January 6th, 2010 No comments

After meeting with several unemployed San Diego workers this morning, AFL-CIO President Richard Trumka spoke at a rally of workers, union, community and faith leaders calling for creation of a local jobs program.

What I’ve seen here this morning as I sat with some of the hard-working people of this great city—people who through no fault of their own are without jobs—is another grim reminder of the ever-present struggles of working families in this city, this state, this country.

He said the labor movement and the nation’s leaders must “respond as never before to create a different kind of economy.” Click here to read his entire speech.

The San Diego rally was one of several stops on Trumka’s California tour to spotlight the need to create good jobs for America’s workers and to call for justice and fair contracts for hotel workers engaged in a bitter contract struggle with several national hotel chains.

The rally highlighted the San Diego-Imperial Counties Labor Council’s Local Jobs Agenda, which emphasizes hiring local workers for public works projects. The central labor council is pressing the City Council to adopt the agenda.

Before the rally, Trumka met with several long-term unemployed workers, including a laid-off hotel worker and single mom. The woman’s son has hemophilia and she not only lost her health coverage when she lost her job, but she cannot afford the premiums to keep her health care through COBRA.

In an example of what can be done to address the jobs crisis, Trumka spent part of the morning with students at the San Diego-Imperial Counties Labor Council’s pre-apprenticeship training program that helps prepare students for construction and building trades unions’ apprenticeships. The program focuses on at-risk youth.
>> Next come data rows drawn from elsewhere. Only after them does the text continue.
// crates/progress-gate-core/tests/tenant_isolation.rs
// ============================================================================
// Module: Tenant Isolation Tests
// Description: Validate absolute school isolation across roles and operations.
// Purpose: Ensure no decision ever crosses a school boundary.
// Dependencies: progress-gate-core
// ============================================================================

//! Tenant isolation is absolute: a target in a different school is denied
//! before any role rule runs, for every role and every operation, and scope
//! predicates never admit foreign-school records.

use std::collections::BTreeSet;

use progress_gate_core::AccessRequest;
use progress_gate_core::ClassName;
use progress_gate_core::DenyReason;
use progress_gate_core::EntryId;
use progress_gate_core::Operation;
use progress_gate_core::Principal;
use progress_gate_core::PrincipalId;
use progress_gate_core::ProgressEntry;
use progress_gate_core::ResourceKind;
use progress_gate_core::RoleScope;
use progress_gate_core::SchoolId;
use progress_gate_core::StudentProfileId;
use progress_gate_core::Subject;
use progress_gate_core::TeacherProfileId;
use progress_gate_core::Timestamp;
use progress_gate_core::runtime::evaluate;

type TestResult = Result<(), String>;

/// Builds a school identifier from a raw value.
fn sid(raw: u64) -> Result<SchoolId, String> {
    SchoolId::from_raw(raw).ok_or_else(|| "school id must be nonzero".to_string())
}

/// Builds a principal identifier from a raw value.
fn pid(raw: u64) -> Result<PrincipalId, String> {
    PrincipalId::from_raw(raw).ok_or_else(|| "principal id must be nonzero".to_string())
}

/// Builds one principal of every role, all in school 1.
fn school_one_principals() -> Result<Vec<Principal>, String> {
    Ok(vec![
        Principal {
            id: pid(21)?,
            school_id: sid(1)?,
            scope: RoleScope::Student {
                profile_id: StudentProfileId::new("student-1"),
                class_name: ClassName::new("5A"),
                year_group: 5,
            },
        },
        Principal {
            id: pid(11)?,
            school_id: sid(1)?,
            scope: RoleScope::Teacher {
                profile_id: TeacherProfileId::new("teacher-11"),
                classes: [ClassName::new("5A")].into_iter().collect::<BTreeSet<_>>(),
                subjects: BTreeSet::new(),
                head: false,
            },
        },
        Principal {
            id: pid(12)?,
            school_id: sid(1)?,
            scope: RoleScope::Teacher {
                profile_id: TeacherProfileId::new("teacher-12"),
                classes: BTreeSet::new(),
                subjects: BTreeSet::new(),
                head: true,
            },
        },
        Principal::service(pid(99)?, sid(1)?),
    ])
}

#[test]
fn foreign_school_entry_reads_denied_for_every_role() -> TestResult {
    for principal in &school_one_principals()? {
        let mut request = AccessRequest::record(ResourceKind::ProgressEntry, Operation::Read);
        request.school_id = Some(sid(2)?);
        let decision = evaluate(principal, &request);
        if decision.deny_reason() != Some(DenyReason::TenantMismatch) {
            return Err(format!(
                "expected tenant_mismatch for {:?}, got {decision:?}",
                principal.role()
            ));
        }
    }
    Ok(())
}

#[test]
fn foreign_school_entry_writes_denied_for_every_role() -> TestResult {
    for principal in &school_one_principals()? {
        for operation in [Operation::Create, Operation::Update, Operation::Delete] {
            let mut request = AccessRequest::record(ResourceKind::ProgressEntry, operation);
            request.school_id = Some(sid(2)?);
            request.facts.student_class = Some(ClassName::new("5A"));
            request.facts.entry_teacher = Some(TeacherProfileId::new("teacher-11"));
            let decision = evaluate(principal, &request);
            if decision.is_allowed() {
                return Err(format!(
                    "cross-school {operation:?} must never be allowed for {:?}",
                    principal.role()
                ));
            }
        }
    }
    Ok(())
}

#[test]
fn head_teacher_gets_no_cross_school_override() -> TestResult {
    let head = Principal {
        id: pid(12)?,
        school_id: sid(1)?,
        scope: RoleScope::Teacher {
            profile_id: TeacherProfileId::new("teacher-12"),
            classes: BTreeSet::new(),
            subjects: BTreeSet::new(),
            head: true,
        },
    };
    let mut request = AccessRequest::record(ResourceKind::ProgressEntry, Operation::Update);
    request.school_id = Some(sid(2)?);
    request.facts.entry_teacher = Some(TeacherProfileId::new("teacher-31"));
    let decision = evaluate(&head, &request);
    if decision.deny_reason() != Some(DenyReason::TenantMismatch) {
        return Err(format!("expected tenant_mismatch, got {decision:?}"));
    }
    Ok(())
}

#[test]
fn foreign_school_profile_reads_denied() -> TestResult {
    for principal in &school_one_principals()? {
        let mut teacher_read = AccessRequest::record(ResourceKind::TeacherProfile, Operation::Read);
        teacher_read.school_id = Some(sid(2)?);
        let decision = evaluate(principal, &teacher_read);
        if decision.deny_reason() != Some(DenyReason::TenantMismatch) {
            return Err(format!(
                "expected tenant_mismatch for {:?}, got {decision:?}",
                principal.role()
            ));
        }
        let mut student_read = AccessRequest::record(ResourceKind::StudentProfile, Operation::Read);
        student_read.school_id = Some(sid(2)?);
        let decision = evaluate(principal, &student_read);
        if decision.deny_reason() != Some(DenyReason::TenantMismatch) {
            return Err(format!(
                "expected tenant_mismatch for {:?}, got {decision:?}",
                principal.role()
            ));
        }
    }
    Ok(())
}

#[test]
fn profile_update_with_foreign_school_denied_before_ownership() -> TestResult {
    let teacher = Principal {
        id: pid(11)?,
        school_id: sid(1)?,
        scope: RoleScope::Teacher {
            profile_id: TeacherProfileId::new("teacher-11"),
            classes: BTreeSet::new(),
            subjects: BTreeSet::new(),
            head: false,
        },
    };
    let mut request = AccessRequest::record(ResourceKind::TeacherProfile, Operation::Update);
    request.school_id = Some(sid(2)?);
    request.owner = Some(pid(11)?);
    let decision = evaluate(&teacher, &request);
    if decision.deny_reason() != Some(DenyReason::TenantMismatch) {
        return Err(format!("tenant gate must run before ownership, got {decision:?}"));
    }
    Ok(())
}

#[test]
fn scope_predicates_never_admit_foreign_school_records() -> TestResult {
    let entry = ProgressEntry {
        id: EntryId::new("entry-foreign"),
        student_id: StudentProfileId::new("student-9"),
        teacher_id: None,
        school_id: sid(2)?,
        subject: Subject::new("maths"),
        score: 5,
        max_score: 10,
        completed_at: Timestamp::Logical(1),
    };
    let student = progress_gate_core::StudentProfile {
        id: StudentProfileId::new("student-9"),
        principal_id: pid(41)?,
        school_id: sid(2)?,
        class_name: ClassName::new("5A"),
        year_group: 5,
    };
    for principal in &school_one_principals()? {
        let decision = evaluate(principal, &AccessRequest::list(ResourceKind::ProgressEntry));
        let scope = decision.scope().ok_or("list decision must carry a scope")?;
        if scope.admits_entry(&entry, &student) {
            return Err(format!(
                "scope for {:?} must not admit a foreign-school entry",
                principal.role()
            ));
        }
    }
    Ok(())
}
Trumka praised it for

taking kids who had no where to go—kids who many folks had given up on them—and giving them the school and job skills they need to have a future.

Later today, Trumka will meet with union members, labor leaders and Orange County officials to discuss job creation projects and prospects there, especially a massive construction project in Irvine dubbed, “The Great Park.”

Tomorrow in Los Angeles, he will meet with students at the Electrical Workers (IBEW) Training Institute, where they are learning skills to prepare for family supporting jobs—with a special emphasis on green jobs. He also will join workers for a rally and picket in front of the Hyatt Century Plaza in Los Angeles.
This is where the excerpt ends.